Fake data in paper about fake data turns out to be fake

Let’s play Wheel of Social Science:
Data sleuths say they have found evidence of possible research fraud in several papers by Francesca Gino, a behavioral scientist at Harvard Business School. The publications under scrutiny include a 2012 Proceedings of the National Academy of Sciences (PNAS) paper on dishonesty that has already been retracted for apparent data fabrication by a different researcher.
“That’s right: Two different people independently faked data for two different studies in a paper about dishonesty,” write behavioral scientists Uri Simonsohn, Joseph Simmons, and Leif Nelson on their blog, Data Colada, where they published the new evidence supporting their allegations.
Anonymous researchers first found signs of fabricated data in the influential PNAS paper in 2021. The authors of the work had independently conducted different studies on the same question: whether signing an honesty declaration at the top of a form rather than the bottom made people behave more honestly.

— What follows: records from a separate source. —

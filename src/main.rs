//! Codescope CLI entry point.

use clap::Parser;
use codescope::cli::{self, Cli, Commands, EXIT_ERROR};
use tracing::Level;
use tracing_subscriber::FmtSubscriber;

fn main() {
    let cli = Cli::parse();

    let log_level = if cli.verbose {
        Level::DEBUG
    } else if cli.quiet {
        Level::ERROR
    } else {
        Level::WARN
    };

    let subscriber = FmtSubscriber::builder()
        .with_max_level(log_level)
        .with_writer(std::io::stderr)
        .finish();

    if let Err(e) = tracing::subscriber::set_global_default(subscriber) {
        eprintln!("Failed to set tracing subscriber: {}", e);
        std::process::exit(EXIT_ERROR);
    }

    let outcome = match &cli.command {
        Commands::Analyze(args) => cli::run_analyze(args),
        Commands::Init(args) => cli::run_init(args),
        Commands::Languages => cli::run_languages(),
    };

    let exit_code = match outcome {
        Ok(code) => code,
        Err(e) => {
            eprintln!("Error: {}", e);
            EXIT_ERROR
        }
    };

    std::process::exit(exit_code);
}
//! Tests for the JSON report produced from a directory scan.

use std::path::PathBuf;

use codescope::cli::{analyze_files, collect_files};
use codescope::report::{build_json, JsonReport};
use codescope::{Config, Rating};

fn testdata_path() -> PathBuf {
    PathBuf::from(env!("CARGO_MANIFEST_DIR")).join("testdata")
}

/// Scan testdata and return the JSON report round-tripped through serde.
fn run_and_get_json() -> (JsonReport, serde_json::Value) {
    let config = Config::default();
    let files = collect_files(&testdata_path(), &config).expect("should collect files");
    let entries = analyze_files(&files, &config);

    let json = serde_json::to_string_pretty(&build_json(&entries)).expect("should serialize");
    let report: JsonReport = serde_json::from_str(&json).expect("should parse JSON report");
    let value: serde_json::Value = serde_json::from_str(&json).expect("should parse JSON value");
    (report, value)
}

#[test]
fn test_json_report_covers_every_fixture() {
    let (report, _) = run_and_get_json();

    let names: Vec<String> = report
        .inputs
        .iter()
        .map(|e| {
            PathBuf::from(&e.source)
                .file_name()
                .unwrap()
                .to_string_lossy()
                .to_string()
        })
        .collect();

    assert_eq!(
        names,
        vec![
            "duplicates.py",
            "fibonacci.py",
            "hello.go",
            "insecure.js",
            "nested_loops.js"
        ]
    );
    assert_eq!(report.version, env!("CARGO_PKG_VERSION"));
}

#[test]
fn test_json_report_issue_totals() {
    let (report, _) = run_and_get_json();

    let security: usize = report.inputs.iter().map(|e| e.result.security_issues.len()).sum();
    let performance: usize = report
        .inputs
        .iter()
        .map(|e| e.result.performance_issues.len())
        .sum();

    assert_eq!(report.security_issue_count, security);
    assert_eq!(report.performance_issue_count, performance);
    assert_eq!(report.security_issue_count, 4);
}

#[test]
fn test_json_field_names() {
    let (_, value) = run_and_get_json();
    let first = &value["inputs"][0];

    for field in [
        "language",
        "timeComplexity",
        "spaceComplexity",
        "cyclomaticComplexity",
        "cognitiveComplexity",
        "maintainabilityIndex",
        "linesOfCode",
        "duplicateCodePercentage",
        "explanation",
        "suggestions",
        "securityIssues",
        "performanceIssues",
    ] {
        assert!(
            first["result"].get(field).is_some(),
            "missing field {}",
            field
        );
    }

    for field in ["cyclomatic", "cognitive", "duplication", "maintainability"] {
        assert!(first["ratings"].get(field).is_some(), "missing rating {}", field);
    }
}

#[test]
fn test_duplication_rating_in_report() {
    let (report, _) = run_and_get_json();

    let dup = report
        .inputs
        .iter()
        .find(|e| e.source.ends_with("duplicates.py"))
        .expect("duplicates fixture should be present");

    assert_eq!(dup.result.duplicate_code_percentage, 20);
    assert_eq!(dup.ratings.duplication, Rating::Poor);
}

Hmmm. Could some sort of “academic superstar” be involved somehow?
That report called into question the work of superstar behavioral scientist Dan Ariely, and the paper was subsequently retracted. Now, Simonsohn, Simmons, and Nelson report finding oddities in the data files for another of the experiments, which they say suggests someone had manipulated the data to influence the outcome of the analysis.
Gino, who offers corporate keynote speeches and has authored two popular books, contributed the data for the experiment in question, according to the Data Colada bloggers. The Chronicle of Higher Education, which broke the news of the latest twist the day before the blog post, notes that Gino had told a co-author that a lab manager had collected the data.

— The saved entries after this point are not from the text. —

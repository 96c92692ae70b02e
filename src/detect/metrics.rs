//! Structural metrics: cyclomatic, cognitive, maintainability.
//!
//! Cyclomatic complexity is calculated as:
//! - Start at 1
//! - Add the substring count of each of: if, else, while, for, case, catch,
//!   &&, ||, ?
//! - Cap at 20
//!
//! Maintainability uses the classic formula with a log-based stand-in for
//! Halstead volume:
//!
//! `MI = 171 - 5.2 ln(V) - 0.23 C - 16.2 ln(L)` where `V = L log2(L)`.

use tracing::debug;

pub const CYCLOMATIC_BASE: u32 = 1;
pub const CYCLOMATIC_CAP: u32 = 20;
pub const COGNITIVE_CAP: u32 = 50;

/// Tokens that open an extra path through the code.
pub const BRANCH_KEYWORDS: &[&str] = &["if", "else", "while", "for", "case", "catch", "&&", "||", "?"];

/// Tokens that count as a nesting-sensitive control structure.
const NESTING_KEYWORDS: &[&str] = &["if", "for", "while"];

/// Smallest line count fed into the logarithms.
const MIN_LOG_LINES: usize = 2;

/// Count non-blank lines.
pub fn lines_of_code(text: &str) -> usize {
    text.lines().filter(|line| !line.trim().is_empty()).count()
}

/// Keyword-frequency cyclomatic complexity, in `[1, 20]`.
pub fn cyclomatic_complexity(text: &str) -> u32 {
    let lower = text.to_lowercase();
    let branches: usize = BRANCH_KEYWORDS
        .iter()
        .map(|k| lower.matches(k).count())
        .sum();

    let total = (CYCLOMATIC_BASE as usize).saturating_add(branches);
    total.min(CYCLOMATIC_CAP as usize) as u32
}

/// Running state of the cognitive complexity walk.
#[derive(Debug, Clone, Copy, Default, PartialEq, Eq)]
struct CognitiveState {
    total: u32,
    nesting: u32,
}

impl CognitiveState {
    fn step(self, line: &str) -> Self {
        let line = line.trim().to_lowercase();
        let mut next = self;

        if NESTING_KEYWORDS.iter().any(|k| line.contains(k)) {
            next.total = next.total.saturating_add(1 + next.nesting);
            if line.contains('{') {
                next.nesting += 1;
            }
        }
        if line.contains('}') {
            next.nesting = next.nesting.saturating_sub(1);
        }
        if line.contains("&&") || line.contains("||") {
            next.total = next.total.saturating_add(1);
        }

        next
    }
}

/// Nesting-aware cognitive complexity, in `[0, 50]`.
///
/// Each line holding `if`/`for`/`while` costs one plus the current nesting
/// level; only such lines open a level when they carry `{`, while any `}`
/// closes one. Boolean operators add one per line.
pub fn cognitive_complexity(text: &str) -> u32 {
    let state = text
        .split('\n')
        .fold(CognitiveState::default(), CognitiveState::step);

    state.total.min(COGNITIVE_CAP)
}

/// Maintainability index from a line count and cyclomatic complexity.
///
/// Line counts below 2 are raised to 2 so the logarithms stay defined.
/// The result is rounded and floored at 0. Small snippets score above 100.
pub fn maintainability_from(lines: usize, cyclomatic: u32) -> u32 {
    let l = lines.max(MIN_LOG_LINES) as f64;
    let volume = l.log2() * l;

    let raw = 171.0 - 5.2 * volume.ln() - 0.23 * f64::from(cyclomatic) - 16.2 * l.ln();
    if !raw.is_finite() {
        return 0;
    }

    raw.round().max(0.0) as u32
}

/// Maintainability index of a snippet.
pub fn maintainability_index(text: &str) -> u32 {
    let lines = lines_of_code(text);
    let cyclomatic = cyclomatic_complexity(text);
    let mi = maintainability_from(lines, cyclomatic);

    debug!(lines, cyclomatic, maintainability = mi, "computed maintainability");
    mi
}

Other papers by Gino may also contain manipulated data, according to the trio of bloggers. They have posted details of their findings for two papers and say they plan to publish analyses of two more in the coming days.
When I wrote about the Alice Goffman thing eight years ago, I suggested that, given the perverse incentives involved, there was probably a whole of academic fraud of this general sort going on.
The friend who alerted me to the story above notes:
Ariely is a superstar in the field. Can’t imagine this isn’t the tip of the iceberg. Given the horrible incentives (ie a paper that shows no effect won’t get published) I’d bet on it.
I mean that custom kitchen remodel in the $1.7 million mid-century modern ranch isn’t going to pay for itself. Somebody should do a paper on that.